Help diagnosing what is causing this script to throw -1700 Type Specifier error

I use mailtags and mail act-on to substitute a special signature for people who are associated with a certain project, and need a quick way to add people who email me to the Contacts Group to which all outgoing messages are checked to see if their recipients are members of that group. The group is a smart group which includes everyone in the address book who has a certain piece of text in their note field.

The script will be run from a keystroke in Mail.

I can extract the email address of the sender from Mail but when I try and use that address to find a contact in Contacts and then edit the note to ensure they get made a member of the group, I get a problem - contacts throws an error saying:

 Contacts got an error: Can’t make "john@doe.com" into type specifier.

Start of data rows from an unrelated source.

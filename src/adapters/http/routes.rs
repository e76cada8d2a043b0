//! HTTP Routes - Source Fund Lookup Endpoint
//!
//! - `GET /source-fund/address={address}` → JSON list of source funds
//! - `GET /live` → liveness probe
//! - `GET /metrics` → Prometheus text exposition

use std::sync::Arc;
use std::time::Instant;

use axum::extract::{Path, State};
use axum::http::StatusCode;
use axum::response::{IntoResponse, Response};
use axum::routing::get;
use axum::{Json, Router};
use tracing::{error, warn};

use crate::adapters::metrics::MetricsRegistry;
use crate::usecases::source_funds::SourceFundService;

/// Prefix of the single path segment carrying the address.
pub const ADDRESS_PREFIX: &str = "address=";

/// Body returned when the explorer page could not be fetched.
pub const FETCH_ERROR_BODY: &str = "Error fetching data\n";

/// State shared by all request handlers.
#[derive(Clone)]
pub struct AppState {
  pub service: Arc<SourceFundService>,
  pub metrics: Arc<MetricsRegistry>,
}

/// Build the application router.
pub fn build_router(state: AppState) -> Router {
  Router::new()
    .route("/source-fund/:query", get(source_fund))
    .route("/live", get(liveness))
    .route("/metrics", get(metrics))
    .with_state(state)
}

/// Look up source funds for the address in `address=<addr>`.
///
/// An empty address does not match the route.
async fn source_fund(
  State(state): State<AppState>,
  Path(query): Path<String>,
) -> Response {
  let Some(address) = query
    .strip_prefix(ADDRESS_PREFIX)
    .filter(|address| !address.is_empty())
  else {
    return StatusCode::NOT_FOUND.into_response();
  };

  let started = Instant::now();
  let result = state.service.lookup(address).await;
  let latency_ms = started.elapsed().as_secs_f64() * 1000.0;

  match result {
    Ok(funds) => {
      state.metrics.record_success(funds.len(), latency_ms);
      (StatusCode::OK, Json(funds)).into_response()
    }
    Err(e) => {
      warn!(address = %address, error = %e, "Source fund lookup failed");
      state.metrics.record_fetch_error(latency_ms);
      (StatusCode::INTERNAL_SERVER_ERROR, FETCH_ERROR_BODY).into_response()
    }
  }
}

/// Liveness probe: always returns 200 if the process is running.
async fn liveness() -> impl IntoResponse {
  (StatusCode::OK, "OK")
}

async fn metrics(State(state): State<AppState>) -> Response {
  match state.metrics.render() {
    Ok(text) => text.into_response(),
    Err(e) => {
      error!(error = %e, "Failed to encode metrics");
      StatusCode::INTERNAL_SERVER_ERROR.into_response()
    }
  }
}
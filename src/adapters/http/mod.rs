//! HTTP Server Adapter
//!
//! Exposes the source fund lookup over axum 0.7 and runs the listener
//! until the shutdown signal fires.

pub mod routes;

use std::future::Future;

use tokio::net::TcpListener;
use tracing::{info, instrument};

pub use routes::{AppState, build_router};

/// Bind `bind_address` and serve the router until `shutdown` completes.
///
/// In-flight requests are allowed to finish after shutdown begins.
#[instrument(skip(state, shutdown))]
pub async fn serve<F>(bind_address: &str, state: AppState, shutdown: F) -> anyhow::Result<()>
where
  F: Future<Output = ()> + Send + 'static,
{
  let listener = TcpListener::bind(bind_address).await?;
  serve_listener(listener, state, shutdown).await
}

/// Serve on an already-bound listener.
pub async fn serve_listener<F>(
  listener: TcpListener,
  state: AppState,
  shutdown: F,
) -> anyhow::Result<()>
where
  F: Future<Output = ()> + Send + 'static,
{
  let address = listener.local_addr()?;
  info!(address = %address, "Source fund server listening");

  axum::serve(listener, build_router(state))
    .with_graceful_shutdown(shutdown)
    .await?;

  info!("Source fund server stopped");
  Ok(())
}
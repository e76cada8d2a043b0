//! Exchange-name filtering and address deduplication.

use std::collections::HashSet;

use super::exchanges::ExchangeList;
use super::source_fund::{CandidateEntry, SourceFund};

/// Keep candidates whose name contains a known exchange name.
///
/// Each candidate is emitted at most once regardless of how many names it
/// matches. Input order is preserved; duplicate addresses are not removed.
pub fn filter_known_exchanges<I>(candidates: I, exchanges: &ExchangeList) -> Vec<SourceFund>
where
    I: IntoIterator<Item = CandidateEntry>,
{
    candidates
        .into_iter()
        .filter(|candidate| exchanges.matches(&candidate.name))
        .map(SourceFund::from)
        .collect()
}

/// Keep the first fund seen for each distinct address (exact match).
pub fn dedup_by_address(funds: Vec<SourceFund>) -> Vec<SourceFund> {
    let mut seen = HashSet::with_capacity(funds.len());
    funds
        .into_iter()
        .filter(|fund| seen.insert(fund.address.clone()))
        .collect()
}
//! Configuration Module - TOML-based Service Configuration
//!
//! Loads and validates configuration from an optional `config.toml`.
//! Every section and key has a default, so the service runs without
//! any file at all.

pub mod loader;

use std::time::Duration;

use serde::Deserialize;

use crate::adapters::explorer::ExplorerClientConfig;
use crate::domain::exchanges::{DEFAULT_EXCHANGES, ExchangeList};

/// Top-level service configuration.
#[derive(Debug, Clone, Default, Deserialize)]
#[serde(default)]
pub struct AppConfig {
  /// Service identity and listener.
  pub service: ServiceConfig,
  /// Block explorer endpoint.
  pub explorer: ExplorerConfig,
  /// Known exchange names.
  pub exchanges: ExchangesConfig,
}

/// Service identity and listener configuration.
#[derive(Debug, Clone, Deserialize)]
#[serde(default)]
pub struct ServiceConfig {
  /// Human-readable service name.
  pub name: String,
  /// Log level (trace, debug, info, warn, error).
  pub log_level: String,
  /// Listener bind address.
  pub bind_address: String,
}

/// Block explorer configuration.
#[derive(Debug, Clone, Deserialize)]
#[serde(default)]
pub struct ExplorerConfig {
  /// Page URL template; `{address}` is replaced with the requested address.
  pub url_template: String,
  /// Outbound request timeout in seconds. Unset means no timeout.
  pub timeout_seconds: Option<u64>,
}

/// Exchange name list configuration.
#[derive(Debug, Clone, Deserialize)]
#[serde(default)]
pub struct ExchangesConfig {
  /// Names matched as substrings of explorer labels, in scan order.
  pub names: Vec<String>,
}

impl Default for ServiceConfig {
  fn default() -> Self {
    Self {
      name: "source-fund-service".to_string(),
      log_level: "info".to_string(),
      bind_address: "0.0.0.0:8080".to_string(),
    }
  }
}

impl Default for ExplorerConfig {
  fn default() -> Self {
    Self {
      url_template: "https://etherscan.io/address/{address}".to_string(),
      timeout_seconds: None,
    }
  }
}

impl Default for ExchangesConfig {
  fn default() -> Self {
    Self {
      names: DEFAULT_EXCHANGES.iter().map(ToString::to_string).collect(),
    }
  }
}

impl ExplorerConfig {
  /// Client settings for the explorer adapter.
  pub fn client_config(&self) -> ExplorerClientConfig {
    ExplorerClientConfig {
      url_template: self.url_template.clone(),
      timeout: self.timeout_seconds.map(Duration::from_secs),
    }
  }
}

impl ExchangesConfig {
  /// Freeze the configured names into the shared exchange list.
  pub fn exchange_list(&self) -> ExchangeList {
    ExchangeList::new(self.names.iter().cloned())
  }
}
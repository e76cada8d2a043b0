//! Configuration Loader - File Loading and Validation
//!
//! Handles loading `config.toml`, validating all parameters,
//! and providing clear error messages for misconfiguration.

use std::io::ErrorKind;
use std::path::Path;

use anyhow::{Context, Result};
use tracing::info;

use super::AppConfig;
use crate::adapters::explorer::client::ADDRESS_PLACEHOLDER;

/// Load and validate configuration from a TOML file.
///
/// A missing file is not an error: defaults are used.
///
/// # Errors
/// Returns detailed error if:
/// - The file exists but can't be read
/// - TOML parsing fails
/// - Validation rules are violated
pub fn load_config(path: &str) -> Result<AppConfig> {
  let path = Path::new(path);

  let config = match std::fs::read_to_string(path) {
    Ok(content) => parse_config(&content)
      .with_context(|| format!("Invalid config file: {}", path.display()))?,
    Err(e) if e.kind() == ErrorKind::NotFound => AppConfig::default(),
    Err(e) => {
      return Err(e)
        .with_context(|| format!("Failed to read config file: {}", path.display()));
    }
  };

  info!(
    exchanges = config.exchanges.names.len(),
    bind = %config.service.bind_address,
    "Configuration loaded successfully"
  );

  Ok(config)
}

/// Parse and validate configuration text.
pub fn parse_config(content: &str) -> Result<AppConfig> {
  let config: AppConfig =
    toml::from_str(content).context("Failed to parse config.toml")?;
  validate_config(&config)?;
  Ok(config)
}

/// Validate all configuration parameters.
///
/// Checks for:
/// - A non-empty bind address
/// - A URL template carrying the address placeholder
/// - A non-empty exchange list with no blank names
fn validate_config(config: &AppConfig) -> Result<()> {
  anyhow::ensure!(
    !config.service.bind_address.is_empty(),
    "service.bind_address must not be empty"
  );

  anyhow::ensure!(
    config.explorer.url_template.contains(ADDRESS_PLACEHOLDER),
    "explorer.url_template must contain {ADDRESS_PLACEHOLDER}, got {}",
    config.explorer.url_template
  );
  if let Some(timeout) = config.explorer.timeout_seconds {
    anyhow::ensure!(timeout > 0, "explorer.timeout_seconds must be positive");
  }

  anyhow::ensure!(
    !config.exchanges.names.is_empty(),
    "At least one exchange name must be configured"
  );
  for (i, name) in config.exchanges.names.iter().enumerate() {
    anyhow::ensure!(!name.is_empty(), "Exchange name {i} is empty");
  }

  Ok(())
}
//! Known exchange names.
//!
//! The list is built once at startup (from config or the defaults below)
//! and shared read-only by every request.

/// Exchange names recognized out of the box, in scan order.
pub const DEFAULT_EXCHANGES: &[&str] = &[
    "Binance",
    "Huobi",
    "Coinbase",
    "Kraken",
    "Bitfinex",
    "Bitstamp",
    "Bithumb",
    "Bittrex",
    "Gemini",
    "OKEx",
    "KuCoin",
    "FTX",
    "BitMart",
    "Gate.io",
    "Bitforex",
    "Poloniex",
    "HitBTC",
    "ZB.com",
    "Bitrue",
    "Upbit",
    "FixedFloat",
    "Mexc",
];

/// Immutable, ordered set of exchange names used by the filter.
#[derive(Debug, Clone, PartialEq, Eq)]
pub struct ExchangeList {
    names: Box<[String]>,
}

impl ExchangeList {
    /// Build a list from arbitrary names, keeping their order.
    pub fn new<I, S>(names: I) -> Self
    where
        I: IntoIterator<Item = S>,
        S: Into<String>,
    {
        Self {
            names: names.into_iter().map(Into::into).collect(),
        }
    }

    /// First exchange name (in list order) contained in `label`.
    ///
    /// Matching is a case-sensitive substring test.
    pub fn first_match(&self, label: &str) -> Option<&str> {
        self.names
            .iter()
            .map(String::as_str)
            .find(|name| label.contains(name))
    }

    /// Whether `label` contains any known exchange name.
    pub fn matches(&self, label: &str) -> bool {
        self.first_match(label).is_some()
    }

    /// Names in scan order.
    pub fn names(&self) -> impl Iterator<Item = &str> {
        self.names.iter().map(String::as_str)
    }

    /// Number of known names.
    pub fn len(&self) -> usize {
        self.names.len()
    }

    /// Whether no names are configured; such a list matches nothing.
    pub fn is_empty(&self) -> bool {
        self.names.is_empty()
    }
}

impl Default for ExchangeList {
    fn default() -> Self {
        Self::new(DEFAULT_EXCHANGES.iter().copied())
    }
}
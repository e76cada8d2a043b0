//! Candidate extraction from explorer page markup.
//!
//! The explorer renders each labelled counterparty as a tooltip anchor
//! whose `title` holds `Name<br/>(address)` and is immediately followed by
//! a copy-to-clipboard link. We match that fragment textually rather than
//! parsing the DOM; a markup change yields fewer candidates, never an error.

use regex::Regex;

use super::source_fund::CandidateEntry;

/// Tooltip anchor preceding the captured title, and the clipboard link
/// that terminates it.
pub const TITLE_PATTERN: &str = r#"data-bs-toggle="tooltip" data-bs-trigger="hover" data-bs-placement="top" title="(.*?)</a><a class="js-clipboar"#;

/// Separator between the label and the parenthesized address.
pub const NAME_DELIMITER: &str = "<br/>(";

/// Compiled extractor for tooltip-tagged counterparties.
#[derive(Debug, Clone)]
pub struct PageExtractor {
    pattern: Regex,
}

impl PageExtractor {
    /// Compile the title pattern.
    ///
    /// # Errors
    /// Only fails if the pattern itself is invalid.
    pub fn new() -> Result<Self, regex::Error> {
        Ok(Self {
            pattern: Regex::new(TITLE_PATTERN)?,
        })
    }

    /// Extract candidates in page order. Duplicates are kept.
    pub fn extract(&self, page: &str) -> Vec<CandidateEntry> {
        self.pattern
            .captures_iter(page)
            .filter_map(|caps| caps.get(1))
            .filter_map(|title| split_title(title.as_str()))
            .collect()
    }
}

/// Split `Name<br/>(address)...` into its parts.
///
/// The address runs up to the first `)` after the delimiter, or to the end
/// of the title if there is none. Titles without the delimiter are skipped.
pub fn split_title(title: &str) -> Option<CandidateEntry> {
    let mut parts = title.split(NAME_DELIMITER);
    let name = parts.next()?;
    let rest = parts.next()?;
    let address = rest.split(')').next().unwrap_or(rest);
    Some(CandidateEntry::new(name, address))
}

It would seem that the format in which mail is outputting the address is text, but I have no idea how to refer to the email address in a format that means Contacts can use it…

 tell application "Mail"
	set themessages to selection
	repeat with eachmessage in themessages
		set theaddress to (extract address from sender of eachmessage)
		tell application "Contacts" to set value of note of (first person whose value of email 1 is theaddress) to "my group"
	end repeat
end tell

Try this

person 1 whose value of emails contains theaddress

Thanks! A small tweak, and this seems to complete in Script Debugger.

tell application "Mail"
	set themessages to selection
	repeat with eachmessage in themessages
		set theaddress to (extract address from sender of eachmessage)
		tell application "Contacts" to set note of (person 1 whose value of emails contains theaddress) to "my group"
	end repeat
end tell

However, what is reported in Script Debugger, and what is actually shown in Contacts remains to distinct things - I can add the note to the contact card in applescript, but when I view the card in Contacts, it’s not showing…

I believe that Contacts requires you to call the save command in order to persist changes.